LIMITATION OF LIABILITY. EXCEPT FOR THE TERMS OF THE LIMITED WARRANTY PARAGRAPH
OF THIS LICENSE, McDATA MAKES NO ADDITIONAL WARRANTIES, EITHER EXPRESSED OR
IMPLIED. NEITHER McDATA NOR ANY THIRD PARTY ASSOCIATED WITH THE CREATION,
PRODUCTION, OR DELIVERY OF THIS SOFTWARE OR RELATED DOCUMENTATION SHALL BE
LIABLE FOR ANY INDIRECT, INCIDENTAL, LOST PROFITS, SPECIFIC, OR CONSEQUENTIAL
DAMAGES IN CONNECTION WITH OR ARISING FROM THE FURNISHING, PERFORMANCE, OR USE
OF THE LICENSED SOFTWARE OR RELATED DOCUMENTATION, EVEN IS ADVISED OF THE
POSSIBILITY OF SUCH DAMAGES, OR ANY CLAIM BY ANY OTHER PARTY. IN NO EVENT SHALL
McDATA'S LIABILITY EXCEED THE RELEVANT PURCHASE PRICE PAID BY LICENSEE FOR THE
PRODUCT TO WHICH THIS LICENSE RELATES. SOME STATES DO NOT ALLOW THE LIMITATION
OR EXCLUSION OF LIABILITY FOR INCIDENTAL OR CONSEQUENTIAL DAMAGES, SO THE ABOVE
LIMITATION OR EXCLUSION MAY NOT APPLY TO YOU. McDATA HAS NO LIABILITY TO YOU
UNDER THIS SECTION FOR ANY CLAIM BASED UPON YOUR USE, COMBINATION OR OPERATION
OF THE PRODUCT WITH ANY EQUIPMENT OR SOFTWARE NOT SUPPLIED BY McDATA, OR BASED
UPON ALTERATION OF EQUIPMENT OR MODIFICATION OF SOFTWARE BY YOU OR ANYONE OTHER
THAN A McDATA-AUTHORIZED SERVICE REPRESENTATIVE.
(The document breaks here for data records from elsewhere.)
//! Error types for the Tumblr API client.
//!
//! # Design
//! `NotFound` keeps a dedicated variant because callers frequently
//! distinguish "the resource does not exist" from "the server returned an
//! unexpected status". Pagination failures (`NoNextPage`, `NoPrevPage`,
//! `MixedPaginationMethods`) are validation results: they are produced
//! before any request is issued and leave the page untouched.
//!
//! `UnknownPostType` is not an `ApiError` variant. It is attached to the
//! individual post whose discriminator was not recognised and never aborts
//! a batch.

use crate::http::TransportError;

/// Errors returned by client operations.
#[derive(Debug, thiserror::Error)]
pub enum ApiError {
    /// The transport could not complete the round-trip.
    #[error(transparent)]
    Transport(#[from] TransportError),

    /// The server returned 404.
    #[error("resource not found")]
    NotFound,

    /// The server returned a status outside 2xx/3xx other than 404.
    #[error("HTTP {status}: {message}")]
    Http { status: u16, message: String },

    /// The body is not the JSON shape the operation expects.
    #[error("decode failed: {0}")]
    Decode(#[from] serde_json::Error),

    #[error("unable to populate from empty body")]
    EmptyBody,

    #[error("no next page")]
    NoNextPage,

    #[error("no previous page")]
    NoPrevPage,

    #[error("pagination by offset and by since_id cannot be mixed")]
    MixedPaginationMethods,

    /// An earlier full decode of this page failed; only stub shells remain.
    #[error("typed posts unavailable: {0}")]
    Degraded(String),

    #[error("invalid value {value:?} for parameter {key}")]
    InvalidParam { key: String, value: String },

    #[error("property {0} does not exist")]
    UnknownProperty(String),

    #[error("unable to detect avatar location")]
    MissingAvatar,
}

/// Non-fatal marker for a post whose `type` matches none of the known kinds.
#[derive(Debug, Clone, PartialEq, Eq, thiserror::Error)]
#[error("unknown post type: {0}")]
pub struct UnknownPostType(pub String);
ACKNOWLEDGMENT. Your acceptance of this Software License Agreement acknowledges
that you have read this License Agreement and agree to its terms. Furthermore,
you agree this License Agreement is the complete and exclusive statement of the
agreement between us respecting the Software and related documentation, and it
supersedes any proposal or prior agreement - oral or written - and any other
communication between us relating to the subject matter of this License
Agreement. This License Agreement cannot be modified by any purchase order or
other document submitted by you.
YEAR 2000 COMPLIANCE. McDATA represents and warrants that the Software is Year
2000 ready. "Year 2000 ready" means that the Software when used in accordance
with its associated documentation, is capable of correctly processing,
providing, and/or receiving date data within and between the 20th and 21st
centuries, provided all other products (for example, software, hardware, and
firmware) used with the Software properly exchange accurate date data with it.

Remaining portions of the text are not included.